## Exercise description
Where a line contains the word "environment", copy that line from the records below.

(Stored items)

<<<<

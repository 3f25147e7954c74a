//! Configuration for the `gamelib-demo` binary.
//!
//! Configuration can be set via environment variables:
//! - `GAMELIB_DEMO_GAMES` - Optional. Number of games in the demo library. Defaults to `40`.
//! - `GAMELIB_DEMO_STEP_MS` - Optional. Simulated work per game, in milliseconds. Defaults to `5`.
//! - `GAMELIB_DEMO_TIMEOUT_SECS` - Optional. Deadline after which the demo cancels its root task. Defaults to `30`.
//!
//! The library itself takes no configuration; everything it needs is passed
//! explicitly.

use std::time::Duration;
use thiserror::Error;

#[derive(Debug, Error, PartialEq, Eq)]
pub enum ConfigError {
    #[error("Invalid value for {0}: {1}")]
    InvalidValue(String, String),
}

/// Demo configuration.
#[derive(Debug, Clone, PartialEq, Eq)]
pub struct Config {
    /// Number of games generated for the library
    pub games: usize,

    /// Simulated per-game work delay
    pub step: Duration,

    /// Deadline for the whole bulk update
    pub timeout: Duration,
}

impl Default for Config {
    fn default() -> Self {
        Self {
            games: 40,
            step: Duration::from_millis(5),
            timeout: Duration::from_secs(30),
        }
    }
}

impl Config {
    /// Load configuration from environment variables.
    ///
    /// # Errors
    ///
    /// Returns `ConfigError::InvalidValue` if a variable is set but does not
    /// parse, or if `GAMELIB_DEMO_GAMES` / `GAMELIB_DEMO_TIMEOUT_SECS` is zero.
    pub fn from_env() -> Result<Self, ConfigError> {
        Self::from_lookup(|name| std::env::var(name).ok())
    }

    /// Load configuration through an arbitrary variable lookup.
    pub fn from_lookup(lookup: impl Fn(&str) -> Option<String>) -> Result<Self, ConfigError> {
        let defaults = Self::default();

        let games = parse_var(&lookup, "GAMELIB_DEMO_GAMES")?.unwrap_or(defaults.games);
        if games == 0 {
            return Err(ConfigError::InvalidValue(
                "GAMELIB_DEMO_GAMES".to_string(),
                "must be at least 1".to_string(),
            ));
        }

        let step = parse_var(&lookup, "GAMELIB_DEMO_STEP_MS")?
            .map(Duration::from_millis)
            .unwrap_or(defaults.step);

        let timeout_secs: u64 = parse_var(&lookup, "GAMELIB_DEMO_TIMEOUT_SECS")?
            .unwrap_or(defaults.timeout.as_secs());
        if timeout_secs == 0 {
            return Err(ConfigError::InvalidValue(
                "GAMELIB_DEMO_TIMEOUT_SECS".to_string(),
                "must be at least 1".to_string(),
            ));
        }

        Ok(Self {
            games,
            step,
            timeout: Duration::from_secs(timeout_secs),
        })
    }
}

fn parse_var<T>(lookup: &impl Fn(&str) -> Option<String>, name: &str) -> Result<Option<T>, ConfigError>
where
    T: std::str::FromStr,
    T::Err: std::fmt::Display,
{
    lookup(name)
        .map(|raw| {
            raw.trim()
                .parse()
                .map_err(|e| ConfigError::InvalidValue(name.to_string(), format!("{}", e)))
        })
        .transpose()
}

#[cfg(test)]
mod tests {
    use super::*;
    use std::collections::HashMap;

    fn lookup(vars: &[(&str, &str)]) -> impl Fn(&str) -> Option<String> {
        let vars: HashMap<String, String> = vars
            .iter()
            .map(|(k, v)| (k.to_string(), v.to_string()))
            .collect();
        move |name| vars.get(name).cloned()
    }

    #[test]
    fn test_defaults_when_unset() {
        let config = Config::from_lookup(lookup(&[])).unwrap();
        assert_eq!(config, Config::default());
    }

    #[test]
    fn test_overrides() {
        let config = Config::from_lookup(lookup(&[
            ("GAMELIB_DEMO_GAMES", "12"),
            ("GAMELIB_DEMO_STEP_MS", " 0 "),
            ("GAMELIB_DEMO_TIMEOUT_SECS", "3"),
        ]))
        .unwrap();
        assert_eq!(config.games, 12);
        assert_eq!(config.step, Duration::ZERO);
        assert_eq!(config.timeout, Duration::from_secs(3));
    }

    #[test]
    fn test_invalid_values() {
        let err = Config::from_lookup(lookup(&[("GAMELIB_DEMO_STEP_MS", "fast")])).unwrap_err();
        assert!(matches!(err, ConfigError::InvalidValue(ref var, _) if var == "GAMELIB_DEMO_STEP_MS"));

        let err = Config::from_lookup(lookup(&[("GAMELIB_DEMO_GAMES", "0")])).unwrap_err();
        assert_eq!(
            err.to_string(),
            "Invalid value for GAMELIB_DEMO_GAMES: must be at least 1"
        );
    }
}
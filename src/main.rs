//! gamelib-demo - Bulk Update Walkthrough
//!
//! Builds an observable game library with a derived "top rated" view, then
//! runs a cancellable bulk update over it: a main sub-task scans the library,
//! independent sub-tasks update it in batches, and the result is committed to
//! the list as one buffered change.

use std::sync::Arc;
use std::time::Duration;

use gamelib_runtime::config::Config;
use gamelib_runtime::list::{ListError, ListView, ObservableList};
use gamelib_runtime::task::{Task, TaskContext, TaskHandle, TaskKind};
use tokio::sync::Mutex;
use tracing::{debug, info, warn};
use tracing_subscriber::{layer::SubscriberExt, util::SubscriberInitExt};

const BATCH_SIZE: usize = 10;

#[derive(Debug, Clone, PartialEq)]
struct Game {
    id: u32,
    title: String,
    rating: u8,
    metadata_synced: bool,
}

type Library = Arc<Mutex<ObservableList<Game>>>;

fn main() -> anyhow::Result<()> {
    let runtime = tokio::runtime::Builder::new_multi_thread()
        .enable_all()
        .build()?;
    runtime.block_on(async_main())
}

async fn async_main() -> anyhow::Result<()> {
    // Initialize logging
    tracing_subscriber::registry()
        .with(
            tracing_subscriber::EnvFilter::try_from_default_env()
                .unwrap_or_else(|_| "gamelib_runtime=debug,gamelib_demo=info".into()),
        )
        .with(tracing_subscriber::fmt::layer())
        .init();

    let config = Config::from_env()?;
    info!(
        games = config.games,
        step_ms = config.step.as_millis() as u64,
        timeout_secs = config.timeout.as_secs(),
        "Loaded configuration"
    );

    let ctx = TaskContext::new();
    let library: Library = Arc::new(Mutex::new(ObservableList::new(seed_games(config.games))));
    let top_rated = library
        .lock()
        .await
        .view()
        .filtering(&ctx, |game: &Game| game.rating >= 8)
        .sorting_by(&ctx, |game: &Game| std::cmp::Reverse(game.rating));
    info!(count = top_rated.len(), "Top-rated view ready");
    tokio::spawn(watch_top_rated(top_rated.clone()));

    let mut root = bulk_update(Arc::clone(&library), config.step).with_done_message(|ok| {
        if ok {
            "Library updated".to_string()
        } else {
            "Library update stopped".to_string()
        }
    });
    let handle = root.handle();
    tokio::spawn(report(handle.clone()));
    tokio::spawn(cancel_on_interrupt(ctx.clone(), config.timeout));

    match root.run(&ctx).await {
        Ok(count) => info!(updated = count, "Bulk update finished"),
        Err(e) if e.is_cancelled() => warn!("Bulk update cancelled"),
        Err(e) => return Err(e.into()),
    }
    info!(done = %handle.done_message().await, "Root task terminated");

    let top: Vec<String> = top_rated
        .snapshot()
        .iter()
        .take(3)
        .map(|game| format!("{} ({})", game.title, game.rating))
        .collect();
    info!(top = ?top, "Top rated after update");

    ctx.cancel();
    Ok(())
}

fn seed_games(count: usize) -> Vec<Game> {
    (0..count as u32)
        .map(|id| Game {
            id,
            title: format!("Game {:03}", id),
            rating: (id * 7 % 10) as u8,
            metadata_synced: false,
        })
        .collect()
}

fn bulk_update(library: Library, step: Duration) -> Task<usize> {
    Task::new("Bulk update", TaskKind::Long, move |scope| async move {
        let games = library.lock().await.items().to_vec();
        let scanned = scope.run_main_task(scan(games, step)).await?;

        scope.set_message1("Syncing metadata");
        let batches = scanned
            .chunks(BATCH_SIZE)
            .enumerate()
            .map(|(i, batch)| scope.run_sub_task(sync_batch(i + 1, batch.to_vec(), step)));
        let updated: Vec<Game> = futures::future::try_join_all(batches)
            .await?
            .into_iter()
            .flatten()
            .collect();

        let count = updated.len();
        library.lock().await.buffered(|list| {
            for game in updated {
                if let Some(index) = list.items().iter().position(|g| g.id == game.id) {
                    list.set(index, game)?;
                }
            }
            Ok::<_, ListError>(())
        })?;
        scope.set_message2(format!("{} games committed", count));
        Ok(count)
    })
}

fn scan(games: Vec<Game>, step: Duration) -> Task<Vec<Game>> {
    Task::new("Scanning library", TaskKind::Long, move |scope| async move {
        scope.set_message1(format!("Scanning {} games", games.len()));
        let scope = &scope;
        scope
            .try_map_with_progress(games, move |mut game| async move {
                scope.set_message2(game.title.clone());
                tokio::time::sleep(step).await;
                game.rating = (game.rating + 1).min(10);
                Ok(game)
            })
            .await
    })
}

fn sync_batch(batch: usize, games: Vec<Game>, step: Duration) -> Task<Vec<Game>> {
    Task::new(format!("Batch {}", batch), TaskKind::Quick, move |scope| async move {
        let scope = &scope;
        scope
            .try_map_with_progress(games, move |mut game| async move {
                tokio::time::sleep(step).await;
                game.metadata_synced = true;
                scope.set_message1(format!("Synced {}", game.title));
                Ok(game)
            })
            .await
    })
}

async fn report(handle: TaskHandle) {
    let mut progress = handle.progress_channel();
    let mut sub_tasks = handle.sub_tasks();
    loop {
        tokio::select! {
            changed = progress.changed() => {
                if changed.is_err() {
                    break;
                }
                let value = *progress.borrow_and_update();
                info!(
                    progress = %format!("{:.0}%", value * 100.0),
                    message = %handle.message1(),
                    detail = %handle.message2(),
                    "{}", handle.title()
                );
            }
            Some(child) = sub_tasks.recv() => {
                debug!(task_id = %child.id(), title = %child.title(), "Sub-task started");
            }
        }
    }
}

async fn watch_top_rated(view: ListView<Game>) {
    let mut changes = view.changes();
    while let Some(event) = changes.recv().await {
        info!(kind = event.kind(), count = view.len(), "Top-rated view changed");
    }
}

async fn cancel_on_interrupt(ctx: TaskContext, timeout: Duration) {
    tokio::select! {
        _ = ctx.cancelled() => return,
        _ = tokio::signal::ctrl_c() => warn!("Interrupted, cancelling"),
        _ = tokio::time::sleep(timeout) => warn!(timeout_secs = timeout.as_secs(), "Deadline reached, cancelling"),
    }
    ctx.cancel();
}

>>>>

## Written answer
//! Configuration can be set via environment variables:
    /// Load configuration from environment variables.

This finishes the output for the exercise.